Мы, в общем, задолго до этого знали, что когда-нибудь с нами разберутся, но я понимал, что, если мы начнем, вместо того чтобы учить ребят, демонстрировать властям свою лояльность, это нас уже не спасет: слишком далеко зашли. Глядя назад, удивляюсь, что нас терпели целых 15 лет. По Москве ходили даже слухи, что я не боюсь делать то, что делаю, потому что у меня есть высокий покровитель в Политбюро ЦК. Мне самому об этом было неизвестно ни тогда, ни сейчас. Думаю, общаться с партийным начальством мне помогал опыт «номенклатурной» работы, да и, видя во мне бывшего сотрудника ЦК ВЛКСМ, власти не особенно интересовались школой с идеологической точки зрения и до поры до времени нас не трогали. Впрочем, школа и не была рассадником диссидентства: мы прививали детям не негативное отношение к власти, а навыки критического мышления. Кстати, у нас работали и убежденные коммунисты, потому что я никогда не подбирал людей, исходя из идеологических установок: для меня был важен только педагогический талант. Двое или трое наших учителей — ярые партийцы — посылали в вышестоящие органы сигналы о том, что в школе неправильно воспитывают детей: к их чести надо сказать, что они всегда подписывались своими именами — мне их письма в РОНО показывали. Но не эти «сигналы» послужили причиной расправы: их просто достали в нужный момент, когда решили, что в школе пора навести порядок. А список наших провинностей все рос: в школе учились дети диссидентов, кто-то из выпускников попался на чтении «Архипелага ГУЛАГ», один из лучших педагогов-математиков собрался эмигрировать в Израиль. И хотя он перед этим уволился, чтобы не подставлять школу, черная метка была поставлена: все знали, откуда он. Меня и моих трех заместителей уволили в 1971 году. Прямо после заседания райкома, на котором мне об этом объявили, я поехал в школу, чтобы убедить всех продолжить работу. Многие учителя, однако, ушли, либо сразу, либо спустя год или два, как только выпустили свои классы.

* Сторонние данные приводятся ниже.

/// Handle to a block in the SSTable file, specifying its offset and size.
#[derive(Debug)]
pub(crate) struct BlockHandle {
    /// Offset of the block in the SSTable file.
    pub(crate) offset: u64,

    /// Size of the block in bytes, including length prefix and checksum.
    pub(crate) size: u64,
}

/// Represents a single entry in the metaindex block.
#[derive(Debug)]
pub(crate) struct MetaIndexEntry {
    /// Name of the block (e.g., "filter.bloom", "meta.properties").
    pub(crate) name: String,

    /// Handle pointing to the block location.
    pub(crate) handle: BlockHandle,
}

// ------------------------------------------------------------------------------------------------
// Encoding implementations
// ------------------------------------------------------------------------------------------------

impl encoding::Encode for BlockHandle {
    fn encode_to(&self, buf: &mut Vec<u8>) -> Result<(), EncodingError> {
        encoding::Encode::encode_to(&self.offset, buf)?;
        encoding::Encode::encode_to(&self.size, buf)?;
        Ok(())
    }
}

impl encoding::Decode for BlockHandle {
    fn decode_from(buf: &[u8]) -> Result<(Self, usize), EncodingError> {
        let mut off = 0;
        let (offset, n) = u64::decode_from(&buf[off..])?;
        off += n;
        let (size, n) = u64::decode_from(&buf[off..])?;
        off += n;
        Ok((Self { offset, size }, off))
    }
}

impl encoding::Encode for SSTableHeader {
    fn encode_to(&self, buf: &mut Vec<u8>) -> Result<(), EncodingError> {
        encoding::Encode::encode_to(&self.magic, buf)?;
        encoding::Encode::encode_to(&self.version, buf)?;
        encoding::Encode::encode_to(&self.header_crc, buf)?;
        Ok(())
    }
}

impl encoding::Decode for SSTableHeader {
    fn decode_from(buf: &[u8]) -> Result<(Self, usize), EncodingError> {
        let mut off = 0;
        let (magic, n) = <[u8; 4]>::decode_from(&buf[off..])?;
        off += n;
        let (version, n) = u32::decode_from(&buf[off..])?;
        off += n;
        let (header_crc, n) = u32::decode_from(&buf[off..])?;
        off += n;
        Ok((
            Self {
                magic,
                version,
                header_crc,
            },
            off,
        ))
    }
}

impl encoding::Encode for SSTableDataBlock {
    fn encode_to(&self, buf: &mut Vec<u8>) -> Result<(), EncodingError> {
        encoding::Encode::encode_to(&self.data, buf)?;
        Ok(())
    }
}

impl encoding::Decode for SSTableDataBlock {
    fn decode_from(buf: &[u8]) -> Result<(Self, usize), EncodingError> {
        let (data, n) = <Vec<u8>>::decode_from(buf)?;
        Ok((Self { data }, n))
    }
}

impl encoding::Encode for SSTableBloomBlock {
    fn encode_to(&self, buf: &mut Vec<u8>) -> Result<(), EncodingError> {
        encoding::Encode::encode_to(&self.data, buf)?;
        Ok(())
    }
}

impl encoding::Decode for SSTableBloomBlock {
    fn decode_from(buf: &[u8]) -> Result<(Self, usize), EncodingError> {
        let (data, n) = <Vec<u8>>::decode_from(buf)?;
        Ok((Self { data }, n))
    }
}

impl encoding::Encode for SSTableCell {
    fn encode_to(&self, buf: &mut Vec<u8>) -> Result<(), EncodingError> {
        encoding::Encode::encode_to(&self.key_len, buf)?;
        encoding::Encode::encode_to(&self.value_len, buf)?;
        encoding::Encode::encode_to(&self.timestamp, buf)?;
        encoding::Encode::encode_to(&self.is_delete, buf)?;
        encoding::Encode::encode_to(&self.lsn, buf)?;
        Ok(())
    }
}

impl encoding::Decode for SSTableCell {
    fn decode_from(buf: &[u8]) -> Result<(Self, usize), EncodingError> {
        let mut off = 0;
        let (key_len, n) = u32::decode_from(&buf[off..])?;
        off += n;
        let (value_len, n) = u32::decode_from(&buf[off..])?;
        off += n;
        let (timestamp, n) = u64::decode_from(&buf[off..])?;
        off += n;
        let (is_delete, n) = bool::decode_from(&buf[off..])?;
        off += n;
        let (lsn, n) = u64::decode_from(&buf[off..])?;
        off += n;
        Ok((
            Self {
                key_len,
                value_len,
                timestamp,
                is_delete,
                lsn,
            },
            off,
        ))
    }
}

impl encoding::Encode for SSTableRangeTombstoneCell {
    fn encode_to(&self, buf: &mut Vec<u8>) -> Result<(), EncodingError> {
        encoding::Encode::encode_to(&self.start_key, buf)?;
        encoding::Encode::encode_to(&self.end_key, buf)?;
        encoding::Encode::encode_to(&self.timestamp, buf)?;
        encoding::Encode::encode_to(&self.lsn, buf)?;
        Ok(())
    }
}

impl encoding::Decode for SSTableRangeTombstoneCell {
    fn decode_from(buf: &[u8]) -> Result<(Self, usize), EncodingError> {
        let mut off = 0;
        let (start_key, n) = <Vec<u8>>::decode_from(&buf[off..])?;
        off += n;
        let (end_key, n) = <Vec<u8>>::decode_from(&buf[off..])?;
        off += n;
        let (timestamp, n) = u64::decode_from(&buf[off..])?;
        off += n;
        let (lsn, n) = u64::decode_from(&buf[off..])?;
        off += n;
        Ok((
            Self {
                start_key,
                end_key,
                timestamp,
                lsn,
            },
            off,
        ))
    }
}

impl encoding::Encode for SSTableRangeTombstoneDataBlock {
    fn encode_to(&self, buf: &mut Vec<u8>) -> Result<(), EncodingError> {
        encoding::encode_vec(&self.data, buf)?;
        Ok(())
    }
}
// ------------------------------------------------------------------------------------------------
// Execution
// ------------------------------------------------------------------------------------------------

fn execute(
    version: &Version,
    level: usize,
    manifest: &mut Manifest,
    data_dir: &str,
    config: &EngineConfig,
    oldest_snapshot: Option<u64>,
) -> Result<Option<CompactionResult>, CompactionError> {
    let level_files = &version.levels[level];
    if level_files.is_empty() {
        return Ok(None);
    }

    let inputs: Vec<Arc<SSTable>> = if level == 0 {
        level_files.clone()
    } else {
        let pointer = manifest.get_compact_pointer(level as u32)?;
        let idx = level_files
            .iter()
            .position(|f| f.properties.min_key.as_slice() > pointer.as_slice())
            .unwrap_or(0);
        vec![Arc::clone(&level_files[idx])]
    };

    let min_key = inputs
        .iter()
        .map(|f| f.properties.min_key.clone())
        .min()
        .expect("inputs non-empty");
    let max_key = inputs
        .iter()
        .map(|f| f.properties.max_key.clone())
        .max()
        .expect("inputs non-empty");

    let next_level = level + 1;
    let next_level_files: Vec<Arc<SSTable>> = version
        .levels
        .get(next_level)
        .map(|files| {
            files
                .iter()
                .filter(|f| sstable_overlaps_range(f, &min_key, &max_key))
                .cloned()
                .collect()
        })
        .unwrap_or_default();

    let mut all_inputs = inputs.clone();
    all_inputs.extend(next_level_files.iter().cloned());

    let removed_ids: Vec<u64> = all_inputs.iter().map(|f| f.id).collect();
    info!(
        level,
        next_level,
        input_count = inputs.len(),
        overlap_count = next_level_files.len(),
        ?removed_ids,
        "leveled compaction: starting merge"
    );

    let span_min = all_inputs
        .iter()
        .map(|f| f.properties.min_key.clone())
        .min()
        .expect("all_inputs non-empty");
    let mut span_max_exclusive = all_inputs
        .iter()
        .map(|f| f.properties.max_key.clone())
        .max()
        .expect("all_inputs non-empty");
    let span_max_inclusive = span_max_exclusive.clone();
    span_max_exclusive.push(0xFF);

    let bottommost = is_bottommost(version, next_level, &span_min, &span_max_inclusive);

    let sst_refs: Vec<&SSTable> = all_inputs.iter().map(|f| f.as_ref()).collect();
    let iters = full_range_scan_iters(&sst_refs)?;
    let merge_iter = MergeIterator::new(iters);

    let (point_entries, range_tombstones) = if bottommost {
        merge_bottommost(merge_iter, oldest_snapshot)
    } else {
        dedup_records(merge_iter, oldest_snapshot)
    };

    // Advance the round-robin pointer for non-L0 levels regardless of
    // whether anything survived — otherwise a fully-deleted key range
    // would keep getting re-selected forever.
    if level != 0 {
        manifest.set_compact_pointer(level as u32, span_max_inclusive.clone())?;
    }

    if point_entries.is_empty() && range_tombstones.is_empty() {
        info!(?removed_ids, "leveled compaction: every entry eliminated");
        manifest.apply_compaction(Vec::new(), removed_ids.clone())?;
        manifest.checkpoint()?;
        remove_files(data_dir, &removed_ids);
        return Ok(Some(CompactionResult {
            removed_ids,
            new_ssts: Vec::new(),
        }));
    }

    let grandparents: &[Arc<SSTable>] = version
        .levels
        .get(next_level + 1)
        .map(|v| v.as_slice())
        .unwrap_or(&[]);

    let (new_entries, new_ssts) = build_outputs(
        point_entries,
        range_tombstones,
        next_level as u32,
        grandparents,
        data_dir,
        manifest,
        config,
    )?;

    manifest.apply_compaction(new_entries, removed_ids.clone())?;
    manifest.checkpoint()?;
    remove_files(data_dir, &removed_ids);

    info!(
        new_sst_ids = ?new_ssts.iter().map(|(id, _)| *id).collect::<Vec<_>>(),
        removed_count = removed_ids.len(),
        "leveled compaction: complete"
    );

    Ok(Some(CompactionResult {
        removed_ids,
        new_ssts,
    }))
}
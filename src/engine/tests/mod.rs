pub mod helpers;
mod basic_tests;
mod tests_crash_compaction;
mod tests_crash_flush;
mod tests_crash_recovery;
mod tests_delete;
mod tests_edge_cases;
mod tests_flush_api;
mod tests_hardening;
mod tests_lsn_continuity;
mod tests_lsn_crash;
mod tests_multi_crash;
mod tests_multi_sstable;
mod tests_precedence;
mod tests_put_get;
mod tests_recovery;
mod tests_scan;
mod tests_stress;

mod tests_compaction_edge;
mod tests_concurrent_ops;
mod tests_file_cleanup;

// Priority 3 — hardening (edge cases)
mod tests_hardening_edge;
mod tests_scan_edge;
mod tests_tombstone_gc;
mod tests_utils_coverage;
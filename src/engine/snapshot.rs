//! # Snapshots — pinned-LSN reads
//!
//! `spec.md` requires explicit snapshot registration: a reader records the
//! LSN in effect when the snapshot was taken, and every subsequent read
//! through that snapshot handle must observe exactly the committed state as
//! of that LSN, regardless of writes or compactions that happen afterward.
//!
//! [`SnapshotSet`] tracks every currently-live snapshot LSN, reference-counted,
//! in a `Mutex<BTreeMap<u64, usize>>` guarded the same way the rest of this
//! engine's mutable metadata is (`FrozenMemtable`, `Manifest`): interior
//! mutability behind a lock, `&self` methods. [`Snapshot`] is an RAII guard —
//! it deregisters its pin on `Drop`, so a caller can never forget to release
//! one.

use std::sync::{Arc, Mutex};

use std::collections::BTreeMap;

/// The multiset of LSNs pinned by currently-live [`Snapshot`] handles.
///
/// Keyed by LSN with a pin count per entry, since two [`Snapshot`]s taken
/// with no intervening write share an LSN and must not collapse into a
/// single registration — `release`ing one must not unpin the LSN while the
/// other is still live.
///
/// Compaction consults [`SnapshotSet::oldest`] before dropping a tombstone
/// or an older version of a key, so that a live snapshot's view is never
/// disturbed by background compaction.
#[derive(Debug, Default)]
pub struct SnapshotSet {
    live: Mutex<BTreeMap<u64, usize>>,
}

impl SnapshotSet {
    pub fn new() -> Self {
        Self {
            live: Mutex::new(BTreeMap::new()),
        }
    }

    /// Registers a pin on `lsn`. Called once per [`Snapshot`] construction;
    /// increments the existing count if another live snapshot already
    /// pinned this LSN.
    fn register(&self, lsn: u64) {
        let mut live = self.live.lock().unwrap_or_else(|p| p.into_inner());
        *live.entry(lsn).or_insert(0) += 1;
    }

    /// Releases one pin on `lsn`. Called once per [`Snapshot`] drop — only
    /// removes the entry once its count reaches zero, so a sibling
    /// [`Snapshot`] pinned at the same LSN keeps it registered.
    fn release(&self, lsn: u64) {
        let mut live = self.live.lock().unwrap_or_else(|p| p.into_inner());
        if let Some(count) = live.get_mut(&lsn) {
            *count -= 1;
            if *count == 0 {
                live.remove(&lsn);
            }
        }
    }

    /// Returns the oldest (smallest) currently-pinned LSN, or `None` if no
    /// snapshot is live. Compaction treats "no live snapshot" as "every
    /// sequence number is eligible for elimination".
    pub fn oldest(&self) -> Option<u64> {
        let live = self.live.lock().unwrap_or_else(|p| p.into_inner());
        live.keys().next().copied()
    }

    /// Number of currently-live snapshots (diagnostic / test use), counting
    /// multiple pins at the same LSN separately.
    pub fn len(&self) -> usize {
        self.live
            .lock()
            .unwrap_or_else(|p| p.into_inner())
            .values()
            .sum()
    }

    pub fn is_empty(&self) -> bool {
        self.len() == 0
    }
}

/// A pinned read-sequence handle.
///
/// Obtained via [`Engine::snapshot`](super::Engine::snapshot). Reads made
/// through [`Engine::get_at`](super::Engine::get_at) /
/// [`Engine::scan_at`](super::Engine::scan_at) with this handle observe
/// exactly the committed state as of the LSN recorded at construction time,
/// no matter how many writes or compactions happen afterward. Dropping the
/// handle releases its pin; a `Snapshot` cannot be cloned (each handle is a
/// single pin) — take a fresh one via `Engine::snapshot()` if another
/// reader needs the same view.
pub struct Snapshot {
    lsn: u64,
    set: Arc<SnapshotSet>,
}

impl Snapshot {
    pub(crate) fn new(lsn: u64, set: Arc<SnapshotSet>) -> Self {
        set.register(lsn);
        Self { lsn, set }
    }

    /// The LSN this snapshot is pinned at.
    pub fn lsn(&self) -> u64 {
        self.lsn
    }
}

impl Drop for Snapshot {
    fn drop(&mut self) {
        self.set.release(self.lsn);
    }
}

impl std::fmt::Debug for Snapshot {
    fn fmt(&self, f: &mut std::fmt::Formatter<'_>) -> std::fmt::Result {
        f.debug_struct("Snapshot").field("lsn", &self.lsn).finish()
    }
}
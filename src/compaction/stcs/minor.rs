//! Minor compaction — size-tiered, bucket-based.
//!
//! Merges a group of similarly-sized SSTables into one, keeping the
//! highest-LSN version of each key. **All tombstones are preserved.**

use std::sync::Arc;

use super::{bucket_sstables, select_compaction_bucket};
use crate::compaction::{
    CompactionError, CompactionResult, MergeIterator, dedup_records, finalize_compaction,
    full_range_scan_iters,
};
use crate::engine::EngineConfig;
use crate::manifest::Manifest;
use crate::sstable::SSTable;
use tracing::{debug, info};

/// Checks if minor compaction is needed and executes it if so.
///
/// Returns `Ok(Some(result))` if compaction was performed, or
/// `Ok(None)` if no bucket met the threshold.
pub fn maybe_compact(
    sstables: &[Arc<SSTable>],
    manifest: &mut Manifest,
    data_dir: &str,
    config: &EngineConfig,
    oldest_snapshot: Option<u64>,
) -> Result<Option<CompactionResult>, CompactionError> {
    let buckets = bucket_sstables(sstables, config);
    let selected = match select_compaction_bucket(&buckets, config) {
        Some(s) => s,
        None => {
            debug!(
                sstable_count = sstables.len(),
                "minor compaction: no bucket met threshold"
            );
            return Ok(None);
        }
    };

    let selected_ids: Vec<u64> = selected.iter().map(|&i| sstables[i].id()).collect();
    info!(
        selected_count = selected.len(),
        ?selected_ids,
        "minor compaction: starting merge"
    );

    let result = execute(sstables, &selected, manifest, data_dir, oldest_snapshot)?;

    info!(
        new_sst_ids = ?result.new_ssts.iter().map(|(id, _)| *id).collect::<Vec<_>>(),
        removed_count = result.removed_ids.len(),
        "minor compaction: complete"
    );

    Ok(Some(result))
}

/// Executes minor compaction on the selected SSTable indices.
///
/// Merges the selected SSTables into a single new SSTable, deduplicating
/// point entries (keeping highest LSN per key) and preserving all tombstones.
fn execute(
    sstables: &[Arc<SSTable>],
    selected_indices: &[usize],
    manifest: &mut Manifest,
    data_dir: &str,
    oldest_snapshot: Option<u64>,
) -> Result<CompactionResult, CompactionError> {
    let selected_ssts: Vec<&SSTable> = selected_indices
        .iter()
        .map(|&i| sstables[i].as_ref())
        .collect();

    let removed_ids: Vec<u64> = selected_ssts.iter().map(|s| s.id()).collect();

    // Streaming merge over all selected SSTables.
    let iters = full_range_scan_iters(&selected_ssts)?;
    let merge_iter = MergeIterator::new(iters);

    // Deduplicate — keeps highest LSN per key (plus any older version still
    // needed by a live snapshot), preserves all tombstones.
    let (point_entries, range_tombstones) = dedup_records(merge_iter, oldest_snapshot);

    finalize_compaction(
        manifest,
        data_dir,
        0,
        removed_ids,
        point_entries,
        range_tombstones,
    )
}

Еще в период «комиссий» за нас готовы были сражаться два академика: тогдашний ректор МГУ Иван Георгиевич Петровский, кстати, единственный за всю историю беспартийный ректор, и его преемник на этом посту Рем Викторович Хохлов. Оба хотели добиться отмены решения о нашем увольнении, потому что видели в этом несправедливость и произвол. У Рема Хохлова оба сына учились в нашей школе, и когда над нами сгустились тучи, я умолял его не ввязываться, потому что это только повредило бы и школе, и его собственной карьере.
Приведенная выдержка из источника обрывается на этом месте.